One need not look far to conclude that DepED’s “K+12” be better renamed “K-9” if only to remind us of dogs. Youth and students, teachers and parents are up in arms against it. And for reasons. K+12 is useless. 

Take the primary school at Brgy. Tubang, Maasin, Iloilo: it has a three-room building for all grades one to four. Only two are classrooms; the third serves as administrative office and stockroom. There are two teachers, each handling two grades.Tubang Primary School, two kilometers from the poblacion of Maasin, has 50 plus students. One teacher handles grades one and two, the other grades three and four. The two grades learn simultaneously in one sitting, not alternately. Each has its own chalkboard; pupils of one sit face back of counterparts in the other grade.The teachers, both females, say they are “used” to it anyway. “I juggle my time; I give seatwork to one grade while lecturing to the other,” one explains.

We passed by Tubang Primary School a week ago as of this writing; we were with a team of provincial employees holding “pulong-pulong” (forum) with land reform beneficiaries urging them to pay real property taxes. I took the opportunity to take pictures and talk with the teachers. The DepEd invented K+12 to improve public education, kunu. It adds a mandatory grade, kindergarten, for 4-5-year olds as requisite for first grade when they are 6. The schooling runs through grade 12 to qualify students for college.Brgy. Tubang Primary School still has no kindergarten today; it can’t comply with K+12 for an obvious reason, what with government even unable to provide for two more classrooms and at least two more instructors to accommodate all four grades.

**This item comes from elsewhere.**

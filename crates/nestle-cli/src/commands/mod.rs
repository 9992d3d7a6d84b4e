pub mod build;
pub mod inspect;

Shortage of classrooms and teachers is a worse headache of parents and students in the Philippines yet government skirts it still slings another millstone on their necks, the K+12.It looks like it is the top apparatchiks of government who should be at the top list of persons to go through K+12 if only to teach them common sense.Instead of K+12, we can, for one, inculcate knowledge and public awareness among public school teachers and students by enlisting them in the fight against dengue and leptospirosis sweeping Iloilo province and city. The problem is serious: from January through June 2, dengue downed 377 persons in Iloilo Province killing 11 of them. That figure, says provincial health officer Ma. Socorro Quinon, is 165% higher than that of the same period last year which has 131 cases with one death.This year’s affliction is also worse than that in 2010 in the first half though dengue cases in the second semester of 2010 escalated making it to 6,448 cases with 32 deaths from January 1 through December 4.

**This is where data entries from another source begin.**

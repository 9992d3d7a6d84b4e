//! Compiler adapter
//!
//! Wraps an external [`CompilerService`]. Every explicitly named unit is
//! registered empty before the service runs; the service writes output
//! through a [`UnitSink`], which also captures units nobody asked for
//! (nested or synthetic declarations). Afterwards every named unit must
//! have produced bytes.

use crate::artifact::SourceUnit;
use crate::error::{BuildError, BuildResult};
use nestle_runtime::layout::unit_entry_name;
use std::collections::HashMap;
use std::ffi::OsString;
use std::fs;
use std::io::Write;
use std::path::{Path, PathBuf};
use tracing::debug;

/// Options handed to the compiler service
#[derive(Debug, Clone, Default, PartialEq, Eq)]
pub struct CompileOptions {
    /// Platform path list of everything the units may refer to
    pub classpath: Option<OsString>,
}

impl CompileOptions {
    /// Command-line style option list
    pub fn to_args(&self) -> Vec<OsString> {
        match &self.classpath {
            Some(classpath) => vec![OsString::from("-classpath"), classpath.clone()],
            None => Vec::new(),
        }
    }
}

#[derive(Debug, Clone, Default, PartialEq, Eq)]
pub struct CompileOutcome {
    pub success: bool,
    pub diagnostics: Vec<String>,
}

impl CompileOutcome {
    pub fn success() -> Self {
        Self {
            success: true,
            diagnostics: Vec::new(),
        }
    }

    pub fn failure(diagnostics: Vec<String>) -> Self {
        Self {
            success: false,
            diagnostics,
        }
    }
}

/// Output redirection: where the bytes of a unit go
pub trait UnitSink {
    fn open_unit(&mut self, qualified_name: &str) -> &mut dyn Write;
}

pub trait CompilerService {
    fn compile(
        &self,
        units: &[SourceUnit],
        options: &CompileOptions,
        sink: &mut dyn UnitSink,
    ) -> CompileOutcome;
}

/// Compiled units in registration order
#[derive(Debug, Default)]
pub struct CompiledUnits {
    units: Vec<(String, Vec<u8>)>,
    index: HashMap<String, usize>,
    explicit: usize,
}

impl CompiledUnits {
    fn with_explicit(units: &[SourceUnit]) -> Self {
        let mut compiled = Self::default();
        for unit in units {
            compiled.register(&unit.qualified_name);
        }
        compiled.explicit = compiled.units.len();
        compiled
    }

    fn register(&mut self, qualified_name: &str) -> usize {
        if let Some(&slot) = self.index.get(qualified_name) {
            return slot;
        }
        let slot = self.units.len();
        self.units.push((qualified_name.to_string(), Vec::new()));
        self.index.insert(qualified_name.to_string(), slot);
        slot
    }

    pub fn get(&self, qualified_name: &str) -> Option<&[u8]> {
        self.index
            .get(qualified_name)
            .map(|&slot| self.units[slot].1.as_slice())
    }

    /// Unit names: explicit ones in caller order, then discovered ones
    pub fn names(&self) -> impl Iterator<Item = &str> {
        self.units.iter().map(|(name, _)| name.as_str())
    }

    /// Units the caller did not name
    pub fn synthetic_names(&self) -> impl Iterator<Item = &str> {
        self.units[self.explicit..].iter().map(|(name, _)| name.as_str())
    }

    pub fn len(&self) -> usize {
        self.units.len()
    }

    pub fn is_empty(&self) -> bool {
        self.units.is_empty()
    }

    /// Write every unit below `root`; returns the written paths in order
    pub fn write_to_disk(&self, root: &Path) -> BuildResult<Vec<PathBuf>> {
        let mut written = Vec::with_capacity(self.units.len());
        for (name, bytes) in &self.units {
            let path = root.join(unit_entry_name(name));
            if let Some(parent) = path.parent() {
                fs::create_dir_all(parent).map_err(|e| BuildError::io(parent, e))?;
            }
            fs::write(&path, bytes).map_err(|e| BuildError::io(&path, e))?;
            written.push(path);
        }
        debug!(root = %root.display(), units = written.len(), "wrote compiled units");
        Ok(written)
    }
}

impl UnitSink for CompiledUnits {
    fn open_unit(&mut self, qualified_name: &str) -> &mut dyn Write {
        let slot = self.register(qualified_name);
        &mut self.units[slot].1
    }
}

/// Compile `units` through `service`
pub fn compile(
    service: &dyn CompilerService,
    units: &[SourceUnit],
    options: &CompileOptions,
) -> BuildResult<CompiledUnits> {
    let mut compiled = CompiledUnits::with_explicit(units);
    let outcome = service.compile(units, options, &mut compiled);

    if !outcome.success {
        let unit = units
            .first()
            .map(|unit| unit.qualified_name.clone())
            .unwrap_or_default();
        return Err(BuildError::compilation(unit, outcome.diagnostics));
    }

    for unit in units {
        if compiled.get(&unit.qualified_name).map_or(true, <[u8]>::is_empty) {
            let mut diagnostics = outcome.diagnostics.clone();
            diagnostics.push("compiler produced no output for this unit".to_string());
            return Err(BuildError::compilation(&unit.qualified_name, diagnostics));
        }
    }

    debug!(
        explicit = units.len(),
        synthetic = compiled.synthetic_names().count(),
        "compiled units"
    );
    Ok(compiled)
}

/// Stores each unit's source text verbatim as its compiled bytes
#[derive(Debug, Clone, Copy, Default)]
pub struct PassthroughCompiler;

impl CompilerService for PassthroughCompiler {
    fn compile(
        &self,
        units: &[SourceUnit],
        _options: &CompileOptions,
        sink: &mut dyn UnitSink,
    ) -> CompileOutcome {
        let mut diagnostics = Vec::new();
        for unit in units {
            if let Err(e) = sink
                .open_unit(&unit.qualified_name)
                .write_all(unit.source.as_bytes())
            {
                diagnostics.push(format!("{}: {}", unit.qualified_name, e));
            }
        }
        if diagnostics.is_empty() {
            CompileOutcome::success()
        } else {
            CompileOutcome::failure(diagnostics)
        }
    }
}

#[cfg(test)]
mod tests {
    use super::*;
    use pretty_assertions::assert_eq;

    /// Emits every unit plus a synthetic `$Helper` unit for the first one
    struct WithSynthetic;

    impl CompilerService for WithSynthetic {
        fn compile(
            &self,
            units: &[SourceUnit],
            _options: &CompileOptions,
            sink: &mut dyn UnitSink,
        ) -> CompileOutcome {
            if let Some(first) = units.first() {
                let helper = format!("{}$Helper", first.qualified_name);
                let _ = sink.open_unit(&helper).write_all(b"helper");
            }
            for unit in units {
                let _ = sink.open_unit(&unit.qualified_name).write_all(unit.source.as_bytes());
            }
            CompileOutcome::success()
        }
    }

    struct Failing;

    impl CompilerService for Failing {
        fn compile(&self, _: &[SourceUnit], _: &CompileOptions, _: &mut dyn UnitSink) -> CompileOutcome {
            CompileOutcome::failure(vec!["A.java:1: error: ';' expected".to_string()])
        }
    }

    fn units() -> Vec<SourceUnit> {
        vec![SourceUnit::new("b.B", "bee"), SourceUnit::new("a.A", "ay")]
    }

    #[test]
    fn test_explicit_units_keep_caller_order() {
        let compiled = compile(&WithSynthetic, &units(), &CompileOptions::default()).unwrap();
        assert_eq!(compiled.names().collect::<Vec<_>>(), vec!["b.B", "a.A", "b.B$Helper"]);
        assert_eq!(compiled.synthetic_names().collect::<Vec<_>>(), vec!["b.B$Helper"]);
        assert_eq!(compiled.get("a.A"), Some(&b"ay"[..]));
    }

    #[test]
    fn test_empty_output_for_named_unit_fails() {
        let units = vec![SourceUnit::new("a.A", "ay"), SourceUnit::new("e.Empty", "")];
        let err = compile(&PassthroughCompiler, &units, &CompileOptions::default()).unwrap_err();
        assert!(matches!(err, BuildError::Compilation { unit, .. } if unit == "e.Empty"));
    }

    #[test]
    fn test_service_failure_carries_diagnostics() {
        let err = compile(&Failing, &units(), &CompileOptions::default()).unwrap_err();
        match err {
            BuildError::Compilation { diagnostics, .. } => {
                assert_eq!(diagnostics, vec!["A.java:1: error: ';' expected"])
            }
            other => panic!("unexpected error: {other}"),
        }
    }

    #[test]
    fn test_write_to_disk_creates_directories() {
        let temp = tempfile::tempdir().unwrap();
        let compiled = compile(&WithSynthetic, &units(), &CompileOptions::default()).unwrap();
        let written = compiled.write_to_disk(temp.path()).unwrap();

        assert_eq!(
            written,
            vec![
                temp.path().join("b/B.class"),
                temp.path().join("a/A.class"),
                temp.path().join("b/B$Helper.class"),
            ]
        );
        assert_eq!(fs::read(temp.path().join("a/A.class")).unwrap(), b"ay");
    }

    #[test]
    fn test_classpath_option() {
        assert!(CompileOptions::default().to_args().is_empty());
        let options = CompileOptions {
            classpath: Some(OsString::from("/w/lib.jar")),
        };
        assert_eq!(options.to_args(), vec![OsString::from("-classpath"), OsString::from("/w/lib.jar")]);
    }
}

Meanwhile, in Iloilo City dengue afflicted 529 persons killing six from January through May, the city health office reported.Leptospirosis, a disease carried by rats, infected 229 persons in Iloilo Province, 10 of them died as of June 2 this year. The provincial health office reports that the record is 222.5% higher over the same period last year.Dengue is not just a health issue but an environmental one as well, according to columnist-friend Larry Locara. It is also an agricultural concern. Gone are the days when spiders and other predators abound. Even Iloilo City had them once in abundance, too. The rainy season multiplies the population of dengue mosquitoes and other pests; but neither hunger, dengue nor lepstospirosis were problem in those yonder years when farms, rice paddies, creeks and ditches abound with frogs, fish, dragon flies, bats and other predators that prey on pests from the egg, larva, pupa and adult stages. In those years, rainy season was not “tigkiriwi” (hunger) because the land teemed with tilapia, puyu, pantat, haru-an, bull frog that kept hunger (and pests) away. However, mis-education with the Department of Agriculture and public schools being marketeers of transnational corporations, propagated harmful farm practices particularly chemicals that wiped out predators and inland fishery. It’s not yet late: we can mobilize public schools to “de-educate” people from chemical dependence and spur them to re-practice organic farming. With predators, dengue is controlled.